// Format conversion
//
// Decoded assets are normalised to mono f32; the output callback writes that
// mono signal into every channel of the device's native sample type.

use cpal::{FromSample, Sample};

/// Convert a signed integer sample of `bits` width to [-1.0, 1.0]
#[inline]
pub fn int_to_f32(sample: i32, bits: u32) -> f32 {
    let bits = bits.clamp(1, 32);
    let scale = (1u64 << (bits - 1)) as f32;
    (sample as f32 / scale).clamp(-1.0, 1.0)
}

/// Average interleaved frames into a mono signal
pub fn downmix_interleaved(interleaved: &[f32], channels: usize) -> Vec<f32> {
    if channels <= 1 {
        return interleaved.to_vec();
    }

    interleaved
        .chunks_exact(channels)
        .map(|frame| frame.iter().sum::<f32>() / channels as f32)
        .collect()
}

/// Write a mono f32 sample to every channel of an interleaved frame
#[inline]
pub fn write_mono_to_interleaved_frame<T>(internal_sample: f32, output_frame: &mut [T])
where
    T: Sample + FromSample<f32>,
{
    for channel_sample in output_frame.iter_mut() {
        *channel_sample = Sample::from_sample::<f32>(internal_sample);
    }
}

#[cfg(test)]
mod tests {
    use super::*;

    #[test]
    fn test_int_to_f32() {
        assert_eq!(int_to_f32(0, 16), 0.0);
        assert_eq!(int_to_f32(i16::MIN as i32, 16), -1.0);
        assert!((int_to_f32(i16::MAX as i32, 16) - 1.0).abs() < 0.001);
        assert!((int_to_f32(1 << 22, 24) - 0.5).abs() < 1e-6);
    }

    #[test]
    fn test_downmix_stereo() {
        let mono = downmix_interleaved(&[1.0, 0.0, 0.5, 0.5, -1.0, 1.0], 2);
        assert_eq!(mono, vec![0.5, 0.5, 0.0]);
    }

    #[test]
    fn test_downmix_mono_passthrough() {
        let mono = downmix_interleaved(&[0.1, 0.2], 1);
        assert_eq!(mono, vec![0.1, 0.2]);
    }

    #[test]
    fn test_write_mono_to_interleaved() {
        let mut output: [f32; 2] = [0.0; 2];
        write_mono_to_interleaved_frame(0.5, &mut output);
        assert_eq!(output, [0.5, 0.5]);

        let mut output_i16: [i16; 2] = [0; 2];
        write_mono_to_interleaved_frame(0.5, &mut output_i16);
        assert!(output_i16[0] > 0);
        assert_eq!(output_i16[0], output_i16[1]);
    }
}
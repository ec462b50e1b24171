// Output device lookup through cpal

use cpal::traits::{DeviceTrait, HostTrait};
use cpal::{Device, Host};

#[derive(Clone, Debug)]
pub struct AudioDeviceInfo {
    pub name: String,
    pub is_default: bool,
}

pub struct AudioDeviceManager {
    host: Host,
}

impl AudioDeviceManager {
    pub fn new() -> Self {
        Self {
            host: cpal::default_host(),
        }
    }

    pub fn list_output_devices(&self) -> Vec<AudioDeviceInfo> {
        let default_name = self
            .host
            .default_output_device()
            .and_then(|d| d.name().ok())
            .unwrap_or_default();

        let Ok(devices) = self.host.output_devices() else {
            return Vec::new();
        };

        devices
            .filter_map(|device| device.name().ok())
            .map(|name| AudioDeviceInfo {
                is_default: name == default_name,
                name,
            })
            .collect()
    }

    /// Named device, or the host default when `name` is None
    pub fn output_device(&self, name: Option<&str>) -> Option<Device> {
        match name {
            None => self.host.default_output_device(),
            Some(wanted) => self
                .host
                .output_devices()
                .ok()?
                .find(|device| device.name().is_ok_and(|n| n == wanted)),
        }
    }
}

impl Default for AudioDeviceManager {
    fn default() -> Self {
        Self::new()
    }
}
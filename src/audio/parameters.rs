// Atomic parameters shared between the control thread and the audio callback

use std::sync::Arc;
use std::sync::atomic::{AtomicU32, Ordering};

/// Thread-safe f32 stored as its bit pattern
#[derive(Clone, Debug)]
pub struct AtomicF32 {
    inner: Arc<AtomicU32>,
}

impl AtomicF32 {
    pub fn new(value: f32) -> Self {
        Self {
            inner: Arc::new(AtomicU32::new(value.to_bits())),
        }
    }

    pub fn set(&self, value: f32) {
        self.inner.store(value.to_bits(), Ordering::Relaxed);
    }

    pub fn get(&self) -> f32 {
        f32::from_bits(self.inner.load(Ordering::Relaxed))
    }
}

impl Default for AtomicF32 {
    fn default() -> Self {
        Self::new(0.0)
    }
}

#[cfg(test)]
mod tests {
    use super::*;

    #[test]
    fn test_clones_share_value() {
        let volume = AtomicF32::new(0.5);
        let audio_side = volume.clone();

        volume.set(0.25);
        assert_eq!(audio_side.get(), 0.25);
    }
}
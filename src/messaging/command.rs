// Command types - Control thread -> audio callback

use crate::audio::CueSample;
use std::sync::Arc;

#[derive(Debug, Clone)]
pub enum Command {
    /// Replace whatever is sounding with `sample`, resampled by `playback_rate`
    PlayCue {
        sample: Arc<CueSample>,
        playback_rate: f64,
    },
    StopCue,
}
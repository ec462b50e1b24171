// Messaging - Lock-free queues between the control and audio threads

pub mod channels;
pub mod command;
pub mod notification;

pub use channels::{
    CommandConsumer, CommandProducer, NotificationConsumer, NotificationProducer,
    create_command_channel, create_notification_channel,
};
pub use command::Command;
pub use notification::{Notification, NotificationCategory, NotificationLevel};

_THE PROBLEM:_ For each line above that contains the word "signal", give the line as it is written.

_SOLUTION TO THE PROBLEM:_
// mono signal into every channel of the device's native sample type.
/// Average interleaved frames into a mono signal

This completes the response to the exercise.